French fashion editor (born 1967)

Emmanuelle Alt (born 18 May 1967) is a French fashion editor who was the editor-in-chief of Vogue Paris from February 2011, succeeding Carine Roitfeld, to May 2021. She is currently a regular contributor to Harper's Bazaar France, Holiday, and M Le Magazine du Monde.

== Early life and education ==
Alt's mother, Françoise, was a Lanvin and Nina Ricci model in the 1960s and '70s. Alt herself studied at the Institut de l'Assomption in Paris.

== Career ==
Alt became fashion director of Vogue France in 2000, when Roitfeld assumed the chief editor's position and hired Alt directly from Mixte magazine.

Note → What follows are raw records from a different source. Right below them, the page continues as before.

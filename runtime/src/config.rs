use bon::bon;

pub const DEFAULT_BLOCK_SIZE: u32 = 1024;
pub const DEFAULT_KERNEL_NAME: &str = "map_kernel";

/// Launch and code generation knobs of one map operation.
#[derive(Debug, Clone, PartialEq, Eq)]
pub struct MapConfig {
    /// Lanes per block.
    pub block_size: u32,
    /// Entry kernel name; the host trampoline is `<name>_launch`.
    pub kernel_name: String,
    /// Log the rendered translation unit at debug level.
    pub dump_source: bool,
}

impl Default for MapConfig {
    fn default() -> Self {
        Self { block_size: DEFAULT_BLOCK_SIZE, kernel_name: DEFAULT_KERNEL_NAME.to_string(), dump_source: false }
    }
}

#[bon]
impl MapConfig {
    #[builder]
    pub fn builder(
        #[builder(default = DEFAULT_BLOCK_SIZE)] block_size: u32,
        #[builder(into, default = DEFAULT_KERNEL_NAME.to_string())] kernel_name: String,
        #[builder(default = false)] dump_source: bool,
    ) -> Self {
        Self { block_size: block_size.max(1), kernel_name, dump_source }
    }

    /// Configuration from environment variables.
    ///
    /// * `GPUMAP_BLOCK_SIZE` - lanes per block (default: 1024)
    /// * `GPUMAP_KERNEL_NAME` - entry kernel name (default: `map_kernel`)
    /// * `GPUMAP_DUMP_SOURCE` - log generated source if set
    pub fn from_env() -> Self {
        let block_size = std::env::var("GPUMAP_BLOCK_SIZE")
            .ok()
            .and_then(|s| s.parse().ok())
            .filter(|b| *b > 0)
            .unwrap_or(DEFAULT_BLOCK_SIZE);
        let kernel_name = std::env::var("GPUMAP_KERNEL_NAME").unwrap_or_else(|_| DEFAULT_KERNEL_NAME.to_string());
        let dump_source = std::env::var("GPUMAP_DUMP_SOURCE").is_ok();
        Self { block_size, kernel_name, dump_source }
    }

    /// `(grid, block)` covering `lanes` lanes.
    pub fn dims(&self, lanes: usize) -> (u32, u32) {
        let block = self.block_size.max(1);
        let grid = lanes.div_ceil(block as usize);
        (u32::try_from(grid).unwrap_or(u32::MAX), block)
    }
}
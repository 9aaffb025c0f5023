//! Host-side orchestration of gpumap operations.
//!
//! - [`codec`] - packed byte layout of elements, prefixed and nested collections
//! - [`capture`] - free variables passed to the device and written back
//! - [`mapper`] - the trace/translate/compile/launch/collect state machine
//! - [`filter`] - predicate filtering on top of a map

pub mod capture;
pub mod codec;
pub mod config;
pub mod error;
pub mod filter;
pub mod mapper;


pub use capture::{Capture, CaptureKind};
pub use codec::{CodecError, ListOfLists};
pub use config::MapConfig;
pub use error::{Error, Result};
pub use filter::gpufilter;
pub use gpumap_codegen::{InputLayout, KernelKind};
pub use mapper::{DeviceBuffers, MapReport, Mapper, Stage, gpu_foreach, gpumap, gpumap_nested};
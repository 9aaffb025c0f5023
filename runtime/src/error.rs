//! Errors of a map operation, one variant per failing layer.

use snafu::Snafu;

use crate::codec::CodecError;
use crate::mapper::Stage;

pub type Result<T, E = Error> = std::result::Result<T, E>;

#[derive(Debug, Snafu)]
#[snafu(visibility(pub))]
pub enum Error {
    #[snafu(display("trace failed: {source}"))]
    Trace { source: gpumap_ir::TraceError },

    /// Registry construction from the trace, including layout extraction.
    #[snafu(display("{source}"))]
    Registry { source: gpumap_ir::Error },

    #[snafu(display("translation failed: {source}"))]
    Translation { source: gpumap_codegen::Error },

    #[snafu(display("capture '{name}': {source}"))]
    Layout { name: String, source: gpumap_ir::LayoutError },

    #[snafu(display("{stage}: {source}"))]
    Codec { stage: Stage, source: CodecError },

    #[snafu(display("{stage}: {source}"))]
    Backend { stage: Stage, source: gpumap_device::Error },

    #[snafu(display("host: {source}"))]
    Host { source: gpumap_host::Error },

    #[snafu(display("captured '{name}' of type '{type_name}' cannot be passed to the device"))]
    UnsupportedCapture { name: String, type_name: String },

    #[snafu(display("'{type_name}' object is not a function"))]
    NotAFunction { type_name: String },

    #[snafu(display("trace recorded no free function taking one argument"))]
    NoEntryPoint,

    #[snafu(display("cannot prepare a map over an empty collection"))]
    EmptyInput,

    #[snafu(display("no value staged for kernel parameter '{param}'"))]
    MissingArgument { param: String },

    #[snafu(display("{count} elements exceed the device lane count"))]
    TooManyItems { count: usize },

    #[snafu(display("cannot {operation} in stage {stage}"))]
    OutOfOrder { operation: String, stage: Stage },

    #[snafu(display("filter predicate returned '{type_name}' instead of bool"))]
    NotAPredicate { type_name: String },
}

Prior to Mixte, she held positions at French ELLE (starting in 1984, she was only 17 years old) and then at 20 Ans where she became the editor-in-chief in 1993.

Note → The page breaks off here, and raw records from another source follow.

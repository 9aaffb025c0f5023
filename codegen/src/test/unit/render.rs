use gpumap_ir::{ClosureParam, Type};

use super::{RECORD_ARG, RECORDS, registry_for};
use crate::{CudaRenderer, Error, InputLayout, KernelKind, KernelSpec, ParamRole, Renderer, cuda};

fn position(code: &str, needle: &str) -> usize {
    code.find(needle).unwrap_or_else(|| panic!("missing {needle:?} in\n{code}"))
}

#[test]
fn test_map_translation_unit() {
    let registry = registry_for(RECORDS, "total", RECORD_ARG);
    let kernel = cuda::render(&registry, &KernelSpec::map("total")).unwrap();
    let code = &kernel.code;

    let pack = position(code, "#pragma pack(push, 1)");
    let inner = position(code, "class Inner {");
    let record = position(code, "class Record {");
    let pop = position(code, "#pragma pack(pop)");
    let prototype = position(code, "__device__ Record total(Record&& r);");
    let definition = position(code, "__device__ Record total(Record&& r) {");
    let method = position(code, "__device__ void Record::bump(int n) {");
    let entry = position(code, "extern \"C\" __global__ void map_kernel(Record *in, Record *out, int length) {");
    assert!(pack < inner && inner < record && record < pop);
    assert!(pop < prototype && prototype < definition && definition < method && method < entry);

    assert!(code.contains("__device__ Record total(Record& r);"));
    assert!(code.contains("        Record &in_item = in[thread_id];"));
    assert!(code.contains("        out[thread_id] = total(in_item);"));
    assert!(code.contains("extern \"C\" void map_kernel_launch(void **args, unsigned int grid, unsigned int block) {"));
    assert!(code.contains("            map_kernel((Record *)args[0], (Record *)args[1], *(int *)args[2]);"));

    assert_eq!(kernel.entry_point, "map_kernel");
    assert_eq!(kernel.launcher, "map_kernel_launch");
    let roles: Vec<&ParamRole> = kernel.params.iter().map(|p| &p.role).collect();
    assert_eq!(roles, vec![&ParamRole::Input, &ParamRole::Output, &ParamRole::Length]);
}

#[test]
fn test_foreach_has_no_output() {
    let registry = registry_for(RECORDS, "touch", RECORD_ARG);
    let spec = KernelSpec::map("touch").with_kind(KernelKind::Foreach);
    let kernel = cuda::render(&registry, &spec).unwrap();
    assert!(kernel.code.contains("void map_kernel(Record *in, int length) {"), "{}", kernel.code);
    assert!(kernel.code.contains("        touch(in_item);"));
    assert!(kernel.param(&ParamRole::Output).is_none());
}

#[test]
fn test_map_requires_a_return_value() {
    let registry = registry_for(RECORDS, "touch", RECORD_ARG);
    let err = cuda::render(&registry, &KernelSpec::map("touch")).unwrap_err();
    assert!(matches!(err, Error::InvalidEntry { .. }), "{err}");
}

#[test]
fn test_nested_input() {
    let source = "def f(xs):\n    s = 0\n    for v in xs:\n        s += v\n    return s\n";
    let registry = registry_for(source, "f", "[1, 2, 3]");
    let spec = KernelSpec::map("f").with_layout(InputLayout::Nested);
    let code = cuda::render(&registry, &spec).unwrap().code;

    assert!(code.contains("__device__ int f(List<int>&& xs) {"), "{code}");
    assert!(code.contains("void map_kernel(char *in, int *out, int length) {"), "{code}");
    assert!(code.contains("int inner_length = *(int *)in;"));
    assert!(code.contains("List<int> in_item(inner_length, (int *)(in + sizeof(int)) + thread_id * inner_length);"));

    let err = cuda::render(&registry, &KernelSpec::map("f")).unwrap_err();
    assert!(matches!(err, Error::InvalidEntry { .. }), "{err}");
}

#[test]
fn test_capture_parameters() {
    let source = "K = 3\nxs = [1, 2]\n\ndef f(x):\n    s = K\n    for v in xs:\n        s += v\n    return s * x\n";
    let mut registry = registry_for(source, "f", "2");
    registry
        .append_closure_params(
            "f",
            vec![
                ClosureParam { name: "K".into(), ty: Type::INT },
                ClosureParam { name: "xs".into(), ty: Type::list_of(Type::INT) },
            ],
        )
        .unwrap();
    let kernel = cuda::render(&registry, &KernelSpec::map("f")).unwrap();
    let code = &kernel.code;

    assert!(code.contains("void map_kernel(int *in, int *out, int length, int *cap_K, char *cap_xs) {"), "{code}");
    assert!(code.contains("List<int> cap_xs_list(*(int *)cap_xs, (int *)(cap_xs + sizeof(int)));"), "{code}");
    assert!(code.contains("out[thread_id] = f(in_item, *cap_K, cap_xs_list);"), "{code}");
    assert!(code.contains("__device__ int f(int x, int __cap_K, List<int>& __cap_xs);"), "{code}");
    assert!(code.contains("ListIterator<int>(__cap_xs)"), "{code}");
    assert_eq!(kernel.param(&ParamRole::Capture("xs".into())).map(|(i, _)| i), Some(4));
}

#[test]
fn test_methods_receive_captures() {
    let source = r#"
K = 3

def sq(v):
    return v * v

class P:
    def __init__(self, x):
        self.x = x

    def norm(self):
        return sq(self.x)

def f(p):
    return p.norm() + K
"#;
    let mut registry = registry_for(source, "f", "P(2)");
    registry.append_closure_params("f", vec![ClosureParam { name: "K".into(), ty: Type::INT }]).unwrap();
    let kernel = cuda::render(&registry, &KernelSpec::map("f")).unwrap();
    let code = &kernel.code;

    assert!(code.contains("        __device__ int norm (int __cap_K);"), "{code}");
    assert!(code.contains("__device__ int sq(int v, int __cap_K);"), "{code}");
    assert!(code.contains("__device__ int P::norm(int __cap_K) {"), "{code}");
    assert!(code.contains("    return sq((*this).x, __cap_K);"), "{code}");
    assert!(code.contains("    return (p.norm(__cap_K) + __cap_K);"), "{code}");
    assert!(code.contains("out[thread_id] = f(in_item, *cap_K);"), "{code}");
}

#[test]
fn test_capture_shadowed_by_parameter() {
    let source = "scale = 2\n\ndef mul(x, scale):\n    return x * scale\n\ndef f(x):\n    return mul(x, 5) + scale\n";
    let mut registry = registry_for(source, "f", "1");
    registry.append_closure_params("f", vec![ClosureParam { name: "scale".into(), ty: Type::INT }]).unwrap();
    let code = cuda::render(&registry, &KernelSpec::map("f")).unwrap().code;

    assert!(code.contains("__device__ int mul(int x, int scale, int __cap_scale) {"), "{code}");
    assert!(code.contains("    return (x * scale);"), "{code}");
    assert!(code.contains("    return (mul(x, 5, __cap_scale) + __cap_scale);"), "{code}");
}

#[test]
fn test_custom_kernel_name() {
    let registry = registry_for(RECORDS, "total", RECORD_ARG);
    let kernel = cuda::render(&registry, &KernelSpec::map("total").with_name("records")).unwrap();
    assert!(kernel.code.contains("__global__ void records("));
    assert_eq!(kernel.launcher, "records_launch");
}

#[test]
fn test_missing_entry() {
    let registry = registry_for(RECORDS, "total", RECORD_ARG);
    let err = CudaRenderer::new().render(&registry, &KernelSpec::map("nope")).unwrap_err();
    assert!(matches!(err, Error::MissingEntry { .. }), "{err}");
    assert_eq!(CudaRenderer.backend_name(), "cuda");
}

#[test]
fn test_translation_errors_abort_rendering() {
    let source = "def f(x):\n    if x < 0:\n        y = [x]\n    return x\n";
    let registry = registry_for(source, "f", "1");
    assert!(matches!(cuda::render(&registry, &KernelSpec::map("f")), Err(Error::Unsupported { .. })));
}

During Roitfeld's tenure the publication's 2010 circulation rose from 100,000 to 140,000, during the 2008 financial crisis. The increase was probably encouraged by the magazine's content – much of it styled by Alt as well as Roitfeld – in a provocative manner that included a great deal of nudity and sadomasochistic appurtenances.

Alt's annual salary at French Vogue is about US$300,000 compared to the yearly US$2-million (in 2005) of her counterpart, American Vogue editor-in-chief Anna Wintour. However, the circulation of the American edition at 1 million-plus dwarfs that of the French edition of the publication.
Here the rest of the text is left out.